What is vasovagal syncope?
Vasovagal syncope is what we commonly think of as fainting in response to emotional upset or pain. Chen-Scarabelli and Scarabelli (2004) define it as “a transient loss of consciousness, with loss of posture (that is, falling).” Common phrases used to describe it are “fainting,” “passing out,” or “blackout.”
What causes vasovagal syncope?
Vasovagal syncope (also known as neurocardiogenic syncope) is caused by a triggering of a nervous system reflex that results in a self-limited episode of low blood pressure (hypotension) due to a low heart rate (bradycardia) and dilation of peripheral blood vessels. Vasovagal syncope is caused by an abnormal or exaggerated response of the autonomic nervous system to various stimuli such as standing up and emotion (Chen-Scarabelli & Scarabelli, 2004).
Is vasovagal syncope common in people with Down syndrome?
Fainting due to standing up quickly and in response to pain or emotional distress seems to be more common in people with Down syndrome than in people without Down syndrome. Researchers at the Integrative Physiology Laboratory at the University of Illinois at Chicago have observed some differences in the autonomic nervous systems of people with Down syndrome (Hilgenkamp, Wee, Schroeder, Baynard, & Fernhall, 2018). The autonomic nervous system is the part of the nervous system that automatically controls some body functions including blood pressure. Examples of the differences in people with Down syndrome are the tendency to have lower blood pressures and lower resting heart rates. The autonomic nervous system seems to work differently in people with Down syndrome and this seems to put them at a greater risk of fainting.
What are some things that should be considered when assessing a person who faints?
1. Anemia (low red blood cell count) can cause fainting. Celiac disease and vitamin B12 deficiency are both more common in people with Down syndrome and can be causes of anemia. Due to differences in pain perception and/or pain reporting, some individuals with Down syndrome may have unreported pain from gastrointestinal ulcers. The first symptom may be fainting due to anemia.
2. Dehydration. In our experience, many people with Down syndrome do not drink enough fluids and are at least mildly dehydrated. If the person is in a dehydrated state and then the blood pressure and pulse drop further due to standing or emotional stress, the person may be more likely to faint.
3. Hypothyroidism. An underactive thyroid can result in a lower heart rate that could predispose to fainting if the heart rate goes down even further in response to emotional stress or pain.
4. Gastrointestinal discomfort can trigger the autonomic nervous system resulting in lower heart rate and blood pressure. Constipation and celiac disease are both more common in people with Down syndrome and can be associated with gastrointestinal discomfort.
1. Heart dysfunction. People who faint, especially someone with a history of congenital heart disease (which is more common in people with Down syndrome), should be considered for a heart evaluation.

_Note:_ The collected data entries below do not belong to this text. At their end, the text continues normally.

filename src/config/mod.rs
pub mod schema;

pub use schema::{
    Config, HooksConfig, ImproveConfig, MetricsConfig, RecorderConfig, StoreConfig,
    ValidatorConfig,
};
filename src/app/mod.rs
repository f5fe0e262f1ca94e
pub mod dispatch;
pub mod render;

The evaluation may include an EKG (electrocardiogram), an echocardiogram, and an assessment by a cardiologist. An event monitor or Holter monitor may also be indicated. These devices monitor the electrical activity of the heart continuously for a designated amount of time such as 24 or 48 hours or one week (sometimes longer). We have seen some individuals develop low heart rates that require a pacemaker due to heart dysfunction.

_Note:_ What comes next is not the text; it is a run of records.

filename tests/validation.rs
mod support;

use std::fs;
use std::sync::Arc;

use spanloom::store::{ArtifactClaim, CloseAttributes, ExecutionStatus};
use spanloom::validator::Validator;
use support::{open_tree, recorder_over, temp_store};
use tempfile::TempDir;

#[test]
fn missing_file_claim_fails_the_validation() {
    let (_tmp, store) = temp_store();
    let recorder = recorder_over(&store);
    let (_workflow, root) = open_tree(&recorder);

    let scratch = TempDir::new().unwrap();
    fs::write(scratch.path().join("report.md"), "done").unwrap();

    recorder
        .close_execution(
            &root.id,
            ExecutionStatus::Success,
            CloseAttributes {
                claimed_outputs: vec![
                    ArtifactClaim::file("report.md"),
                    ArtifactClaim::file("missing/artifact.bin"),
                ],
                ..CloseAttributes::default()
            },
        )
        .unwrap();

    let validator = Validator::new(Arc::clone(&store), scratch.path());
    let validation = validator.validate(&root.id).unwrap();
    assert!(!validation.passed);
    assert_eq!(validation.claimed_outputs.len(), 2);
    assert_eq!(validation.actual_outputs, vec![ArtifactClaim::file("report.md")]);
}

#[test]
fn all_claims_confirmed_passes() {
    let (_tmp, store) = temp_store();
    let recorder = recorder_over(&store);
    let (_workflow, root) = open_tree(&recorder);

    let scratch = TempDir::new().unwrap();
    fs::create_dir(scratch.path().join("out")).unwrap();
    fs::write(scratch.path().join("out/artifact.rs"), "pub fn f() {}").unwrap();

    recorder
        .close_execution(
            &root.id,
            ExecutionStatus::Success,
            CloseAttributes {
                claimed_outputs: vec![
                    ArtifactClaim::file("out/artifact.rs"),
                    ArtifactClaim::command("cargo test", 0),
                ],
                ..CloseAttributes::default()
            },
        )
        .unwrap();

    let validator = Validator::new(Arc::clone(&store), scratch.path());
    let validation = validator.validate(&root.id).unwrap();
    assert!(validation.passed);
    assert_eq!(validation.actual_outputs.len(), 2);
}

#[test]
fn revalidation_appends_and_is_deterministic() {
    let (_tmp, store) = temp_store();
    let recorder = recorder_over(&store);
    let (_workflow, root) = open_tree(&recorder);

    let scratch = TempDir::new().unwrap();
    recorder
        .close_execution(
            &root.id,
            ExecutionStatus::Failed,
            CloseAttributes {
                claimed_outputs: vec![ArtifactClaim::file("never-written.txt")],
                error_message: Some("task crashed".into()),
                ..CloseAttributes::default()
            },
        )
        .unwrap();

    let validator = Validator::new(Arc::clone(&store), scratch.path());
    let first = validator.validate(&root.id).unwrap();
    let second = validator.validate(&root.id).unwrap();

    // Same world, same verdict; the earlier row is untouched.
    assert_eq!(first.passed, second.passed);
    assert_eq!(first.actual_outputs, second.actual_outputs);
    let history = store.list_validations(&root.id).unwrap();
    assert_eq!(history.len(), 2);
    assert_eq!(history[0].id, first.id);

    // The world changed; only the new row reflects it.
    fs::write(scratch.path().join("never-written.txt"), "now it exists").unwrap();
    let third = validator.validate(&root.id).unwrap();
    assert!(third.passed);
    assert_eq!(store.list_validations(&root.id).unwrap().len(), 3);
    assert!(!store.list_validations(&root.id).unwrap()[0].passed);
}

#[test]
fn latest_validation_tracks_the_newest_row() {
    let (_tmp, store) = temp_store();
    let recorder = recorder_over(&store);
    let (_workflow, root) = open_tree(&recorder);

    recorder
        .close_execution(&root.id, ExecutionStatus::Success, CloseAttributes::default())
        .unwrap();

    assert!(store.latest_validation(&root.id).unwrap().is_none());

    let validator = Validator::new(Arc::clone(&store), ".");
    validator.validate(&root.id).unwrap();
    let newest = validator.validate(&root.id).unwrap();

    let latest = store.latest_validation(&root.id).unwrap().unwrap();
    assert_eq!(latest.id, newest.id);
}

#[tokio::test]
async fn validate_command_reports_failure_through_the_exit_code() {
    use clap::Parser;
    use spanloom::{Cli, Config, SqliteRecordStore};
    use std::process::ExitCode;

    let workspace = TempDir::new().unwrap();
    let config = Config::load_from_workspace(workspace.path()).unwrap();
    let store: Arc<dyn spanloom::RecordStore> =
        Arc::new(SqliteRecordStore::open(&config.db_path()).unwrap());
    let recorder = recorder_over(&store);
    let (_workflow, root) = open_tree(&recorder);

    let missing = workspace.path().join("missing.bin");
    recorder
        .close_execution(
            &root.id,
            ExecutionStatus::Success,
            CloseAttributes {
                claimed_outputs: vec![ArtifactClaim::file(missing.to_string_lossy())],
                ..CloseAttributes::default()
            },
        )
        .unwrap();

    let cli = Cli::try_parse_from(["spanloom", "validate", &root.id]).unwrap();
    let code = spanloom::app::dispatch::dispatch(cli, Arc::new(config.clone()))
        .await
        .unwrap();
    assert_eq!(format!("{code:?}"), format!("{:?}", ExitCode::FAILURE));

    // A confirmed claim set exits cleanly.
    fs::write(&missing, b"present after all").unwrap();
    let cli = Cli::try_parse_from(["spanloom", "validate", &root.id]).unwrap();
    let code = spanloom::app::dispatch::dispatch(cli, Arc::new(config))
        .await
        .unwrap();
    assert_eq!(format!("{code:?}"), format!("{:?}", ExitCode::SUCCESS));
}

2. Seizures. Consider a diagnosis other than syncope such as seizures. Seizures are more common in people with Down syndrome. The evaluation may include imaging of the brain (CT or MRI) and EEG (electroencephalogram).
3. Moyamoya. Moyamoya is a rare disease that primarily affects children but can also occur in adults. It occurs when arteries in an area called the basal ganglia at the base of the brain become blocked. It can cause a loss of consciousness or syncope. It can cause a variety of other symptoms, including those associated with having a stroke. More information about moyamoya can be found on the National Institute of Neurological Disorders and Stroke website.
4. Tilt table test. Usually in consult with a cardiologist, a tilt table test can be done. This test assesses the effect of change in position on blood pressure and heart rate. Someone with autonomic nervous dysfunction can have an abnormal response to a tilt table test.
5. Other causes. There are other less common causes of vasovagal syncope. Your health care provider may recommend additional assessment be done as indicated by the history, physical exam, and initial testing.
How is vasovagal syncope treated?
Increase blood pressure with liquids and salt. Encourage greater fluid and salt intake. Some individuals benefit from putting a glass of water and saltine crackers or pretzels next to their bed and eating the salty food before getting out of bed.
Address possible causes of pain including gastrointestinal (GI) pain. Assess for and treat celiac disease, constipation, heart burn (gastroesophageal reflux disease), and other GI conditions if diagnosed. This will not reduce the autonomic nervous system sensitivity but can reduce the discomfort that can trigger the autonomic nervous system.
Sometimes it is necessary to add a medication that increases blood pressure. A couple examples are midodrine and fludrocortisone.